Wednesday, 4 July 2012

Killer Joe.

Best known for The French Connection (1971) and The Exorcist (1973) William Friedkin’s Killer Joe (2012) is the second adaptation of a play by Tracy Letts, the first being Bug (2006) a disturbing film that probes the blurry lines between paranoia and nightmarish reality, an intense mind bending psychological thriller.

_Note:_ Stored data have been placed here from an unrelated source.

//! Device configuration.
//!
//! [`DeviceOptions`] can be deserialized from JSON (camelCase keys, as Tuya
//! tooling exports them) or assembled with [`DeviceBuilder`].

use crate::crypto::KEY_LEN;
use crate::device::Device;
use crate::error::{Result, TuyaError};
use crate::protocol::Version;
use serde::de::{self, SeqAccess, Visitor};
use serde::{Deserialize, Deserializer, Serialize, Serializer};
use std::fmt;
use std::time::Duration;

pub const DEFAULT_PORT: u16 = 6668;
pub const DEFAULT_HEARTBEAT_INTERVAL: Duration = Duration::from_millis(1000);

fn default_port() -> u16 {
    DEFAULT_PORT
}

fn default_heartbeat_interval() -> Duration {
    DEFAULT_HEARTBEAT_INTERVAL
}

mod millis {
    use super::*;

    pub fn serialize<S: Serializer>(d: &Duration, s: S) -> std::result::Result<S::Ok, S::Error> {
        s.serialize_u64(d.as_millis() as u64)
    }

    pub fn deserialize<'de, D: Deserializer<'de>>(d: D) -> std::result::Result<Duration, D::Error> {
        u64::deserialize(d).map(Duration::from_millis)
    }
}

/// Local keys are usually 16 printable characters, but any 16 bytes are valid.
/// Written as a string when the bytes are UTF-8, otherwise as a byte array.
mod local_key {
    use super::*;

    pub fn serialize<S: Serializer>(key: &[u8], s: S) -> std::result::Result<S::Ok, S::Error> {
        match std::str::from_utf8(key) {
            Ok(text) => s.serialize_str(text),
            Err(_) => s.serialize_bytes(key),
        }
    }

    pub fn deserialize<'de, D: Deserializer<'de>>(d: D) -> std::result::Result<Vec<u8>, D::Error> {
        d.deserialize_any(KeyVisitor)
    }

    struct KeyVisitor;

    impl<'de> Visitor<'de> for KeyVisitor {
        type Value = Vec<u8>;

        fn expecting(&self, f: &mut fmt::Formatter) -> fmt::Result {
            f.write_str("a key string or an array of bytes")
        }

        fn visit_str<E: de::Error>(self, v: &str) -> std::result::Result<Vec<u8>, E> {
            Ok(v.as_bytes().to_vec())
        }

        fn visit_bytes<E: de::Error>(self, v: &[u8]) -> std::result::Result<Vec<u8>, E> {
            Ok(v.to_vec())
        }

        fn visit_seq<A: SeqAccess<'de>>(self, mut seq: A) -> std::result::Result<Vec<u8>, A::Error> {
            let mut key = Vec::with_capacity(KEY_LEN);
            while let Some(b) = seq.next_element::<u8>()? {
                key.push(b);
            }
            Ok(key)
        }
    }
}

/// Everything needed to reach and talk to one device.
#[derive(Debug, Clone, PartialEq, Serialize, Deserialize)]
#[serde(rename_all = "camelCase")]
pub struct DeviceOptions {
    /// Device ID (`devId`)
    pub id: String,
    /// Gateway ID, the device ID unless the device sits behind a gateway
    #[serde(default, skip_serializing_if = "Option::is_none")]
    pub gw_id: Option<String>,
    pub ip: String,
    #[serde(default = "default_port")]
    pub port: u16,
    /// 16-byte local key
    #[serde(with = "local_key")]
    pub key: Vec<u8>,
    #[serde(default)]
    pub version: Version,
    #[serde(
        default = "default_heartbeat_interval",
        rename = "heartbeatIntervalMs",
        with = "millis"
    )]
    pub heartbeat_interval: Duration,
}

impl DeviceOptions {
    pub fn new(id: impl Into<String>, ip: impl Into<String>, key: impl AsRef<[u8]>) -> Self {
        Self {
            id: id.into(),
            gw_id: None,
            ip: ip.into(),
            port: DEFAULT_PORT,
            key: key.as_ref().to_vec(),
            version: Version::default(),
            heartbeat_interval: DEFAULT_HEARTBEAT_INTERVAL,
        }
    }

    pub fn gw_id(&self) -> &str {
        self.gw_id.as_deref().unwrap_or(&self.id)
    }

    pub fn address(&self) -> String {
        format!("{}:{}", self.ip, self.port)
    }

    pub fn validate(&self) -> Result<()> {
        if self.id.is_empty() {
            return Err(TuyaError::MissingParameter("id"));
        }
        if self.ip.is_empty() {
            return Err(TuyaError::MissingParameter("ip"));
        }
        if self.key.len() != KEY_LEN {
            return Err(TuyaError::InvalidKey(self.key.len()));
        }
        if self.heartbeat_interval.is_zero() {
            return Err(TuyaError::MissingParameter("heartbeat_interval"));
        }
        Ok(())
    }
}

/// Builder for [`Device`].
///
/// ```no_run
/// # async fn demo() -> tuyalink::Result<()> {
/// let device = tuyalink::DeviceBuilder::new("bfbee61e344c952b34gfia", "0123456789abcdef")
///     .ip("192.168.1.40")
///     .version("3.4".parse()?)
///     .build()?;
/// assert_eq!(device.version(), tuyalink::Version::V3_4);
/// # Ok(())
/// # }
/// ```
#[derive(Debug, Clone)]
pub struct DeviceBuilder {
    options: DeviceOptions,
}

impl DeviceBuilder {
    /// `key` is the local key as text or as raw bytes.
    pub fn new(id: impl Into<String>, key: impl AsRef<[u8]>) -> Self {
        Self {
            options: DeviceOptions::new(id, "", key),
        }
    }

    /// Replace the local key with raw bytes, for keys that are not printable.
    pub fn raw_key(mut self, key: [u8; KEY_LEN]) -> Self {
        self.options.key = key.to_vec();
        self
    }

    pub fn ip(mut self, ip: impl Into<String>) -> Self {
        self.options.ip = ip.into();
        self
    }

    pub fn port(mut self, port: u16) -> Self {
        self.options.port = port;
        self
    }

    pub fn gw_id(mut self, gw_id: impl Into<String>) -> Self {
        self.options.gw_id = Some(gw_id.into());
        self
    }

    pub fn version(mut self, version: Version) -> Self {
        self.options.version = version;
        self
    }

    pub fn heartbeat_interval(mut self, interval: Duration) -> Self {
        self.options.heartbeat_interval = interval;
        self
    }

    pub fn options(&self) -> &DeviceOptions {
        &self.options
    }

    /// Validate the options and spawn the device task. Must be called inside a
    /// tokio runtime.
    pub fn build(self) -> Result<Device> {
        Device::new(self.options)
    }
}

/// Options for a single [`Device::connect`] call.
#[derive(Debug, Clone, Copy, PartialEq, Eq)]
pub struct ConnectOptions {
    /// Send a data point query as soon as the connection is usable
    pub query_on_connect: bool,
    pub enable_heartbeat: bool,
}

impl Default for ConnectOptions {
    fn default() -> Self {
        Self {
            query_on_connect: true,
            enable_heartbeat: true,
        }
    }
}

William Friedkin’s latest movie is a family drama, not your average mum, dad and one and a half kids living in a two story semi in some ‘tidy’ Newtown, but a very dysfunctional Texas trailer park family that includes father Ansel Smith (Thomas Haden Church) a motor mechanic who is none to bright, his adulterous waitress wife Sharla (Gina Gershon) and Ansel’s nubile daughter Dottie (the splendid scene stealing Juno Temple). Dottie’s brother Chris (Emile Hirsch) lives with their estranged troubled, alcoholic mother Adele. When Chris’s drug dealing debt’s catch up with him he hatches a plan to kill his mother who has a life insurance policy that pays out a substantial sum of money on her death to the bequeathed Dottie. Sharing this plan with his father they decide to hire a professional killer in the form of Joe Cooper a detective in the Dallas Police Department who moonlights as a contract killer. Joe demands his fee up front, which is something father and son are unable to do, they offer Joe half of the $50000 insurance money. He agrees as long as he is given a retainer namely sexual access to the virginal Dottie.

The sinister Joe Cooper.

In this dark tale of violence, sex and betrayal Friedkin manages very successfully to convey a great sense of evil mainly in the form of Killer Joe, played with sinisterly threatening menace by Matthew McConaughey, a character on the same wavelength as the sadistic cop in Michael Winterbottom’s The Killer Inside Me (2010). McConaughey, following up his serious role in last years Lincoln Lawyer, has made quite a transformation from his ‘nice guy’ rom-com roles he was best known for, a similar transformation that Henry Fonda, another ‘nice guy’ made in Once Upon a Time in the West (1968) when he became a child killer.

The nubile Dottie.

This extremely well made blackly comic slice of American film noir is not for everyone and I can assure you your never look as a piece of KFC fried chicken in the same light ever again. But if you enjoy a hardboiled violent cinematic experience this is the film for you.

A family that scheme together don't always stay together.